I’m using Hail to filter and annotate variants with allele frequencies and REVEL scores in the All of Us computing environment (Terra). While exporting the Hail MatrixTable with the following code, its taking 33+ hours and still has not been able to create an output file. There seem to be multiple 3 hr jobs and I can’t figure out what part of my code is responsible for these jobs. I was wondering if there is something I could change to speed up the export process?
Thanks!
Code:
# get hail matrices for each
mt = hl.read_matrix_table(mt_wgs_path)
# load into hail matrix
sample_to_remove = hl.import_table(flagged_samples, key="sample_id")
# remove flagged samples
mt = mt.anti_join_cols(sample_to_remove)
# filter rows that do not pass quality control filters
mt = mt.filter_rows(hl.len(mt.filters)==0)

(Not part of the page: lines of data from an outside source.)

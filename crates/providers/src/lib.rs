//! Outbound clients for FieldVoice.
//!
//! Every client implements a `fieldvoice_core` collaborator trait:
//! the OpenAI-compatible provider serves generation and embeddings, the
//! translator wraps a provider, and the Elasticsearch index answers kNN
//! product queries. [`RetryProvider`] adds bounded retries to any provider.

pub mod elastic;
pub mod openai_compat;
pub mod retry;
pub mod translate;

pub use elastic::ElasticProductIndex;
pub use openai_compat::OpenAiCompatProvider;
pub use retry::RetryProvider;
pub use translate::LlmTranslator;

use std::sync::Arc;
use std::time::Duration;

use fieldvoice_config::AppConfig;
use fieldvoice_core::Provider;
use fieldvoice_core::error::ProviderError;

/// An HTTP client with a request timeout. Falls back to reqwest's default
/// client, which has no timeout, when the builder fails.
pub(crate) fn http_client(timeout: Duration, purpose: &str) -> reqwest::Client {
    build_or_default(
        reqwest::Client::builder().timeout(timeout).build(),
        purpose,
    )
}

fn build_or_default(built: reqwest::Result<reqwest::Client>, purpose: &str) -> reqwest::Client {
    built.unwrap_or_else(|e| {
        tracing::warn!(purpose, error = %e, "HTTP client build failed, using default client without timeout");
        reqwest::Client::new()
    })
}

/// Build the provider described by the config, wrapped in retries when
/// `pipeline.max_retries` is non-zero.
pub fn provider_from_config(config: &AppConfig) -> Result<Arc<dyn Provider>, ProviderError> {
    let api_key = config.api_key.clone().ok_or_else(|| {
        ProviderError::NotConfigured(
            "No API key. Set FIELDVOICE_API_KEY or api_key in ~/.fieldvoice/config.toml".into(),
        )
    })?;

    let base: Arc<dyn Provider> = Arc::new(OpenAiCompatProvider::new("openai", &config.api_url, api_key));

    if config.pipeline.max_retries == 0 {
        return Ok(base);
    }

    Ok(Arc::new(RetryProvider::new(
        base,
        config.pipeline.max_retries,
        Duration::from_millis(config.pipeline.retry_backoff_ms),
    )))
}

#[cfg(test)]
mod tests {
    use super::*;

    #[test]
    fn client_build_failure_falls_back_to_default() {
        let bad = reqwest::Client::builder()
            .user_agent("bad\nagent")
            .build();
        assert!(bad.is_err());
        let _client = build_or_default(bad, "test");
        let _timed = http_client(Duration::from_secs(5), "test");
    }

    #[test]
    fn missing_api_key_is_not_configured() {
        let config = AppConfig::default();
        let err = provider_from_config(&config).err().unwrap();
        assert!(matches!(err, ProviderError::NotConfigured(_)));
    }

    #[test]
    fn retries_wrap_the_base_provider() {
        let mut config = AppConfig {
            api_key: Some("sk-test".into()),
            ..AppConfig::default()
        };
        assert_eq!(provider_from_config(&config).unwrap().name(), "openai");

        config.pipeline.max_retries = 2;
        assert_eq!(provider_from_config(&config).unwrap().name(), "openai+retry");
    }
}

# filter for variants where call rate > 99%
mt = mt.filter_rows(mt.variant_qc.call_rate > 0.99, keep = True)
# load long QT patients as a hail matrix
longQT_indiv = wgs_longQT["person_id"]
longQT_indiv_df = longQT_indiv.to_frame()
longQT_indiv_df['person_id'] = longQT_indiv_df['person_id'].apply(str)
hl_LQT_indiv = hl.Table.from_pandas(longQT_indiv_df, key = "person_id")
# subset WGS matrix to only include patients with long QT
LQT_WGS_mt = mt.semi_join_cols(hl_LQT_indiv)
# import table as hail MatrixTable
ancestry_pred = hl.import_table(ancestry_path,
key="research_id",
impute=True,
types={"research_id":"tstr","pca_features":hl.tarray(hl.tfloat)})
# get ancestry of LQT patients
ancestry_pred_LQT = ancestry_pred.semi_join(hl_LQT_indiv)
# get only ancestry and person_id
ancestry_pred_LQT = ancestry_pred_LQT.drop('probabilities','pca_features','ancestry_pred_other')
ancestry_pred_LQT = ancestry_pred_LQT.rename({'research_id' : 'person_id'})
# remove flagged samples
ancestry_pred_LQT = ancestry_pred_LQT.anti_join(sample_to_remove)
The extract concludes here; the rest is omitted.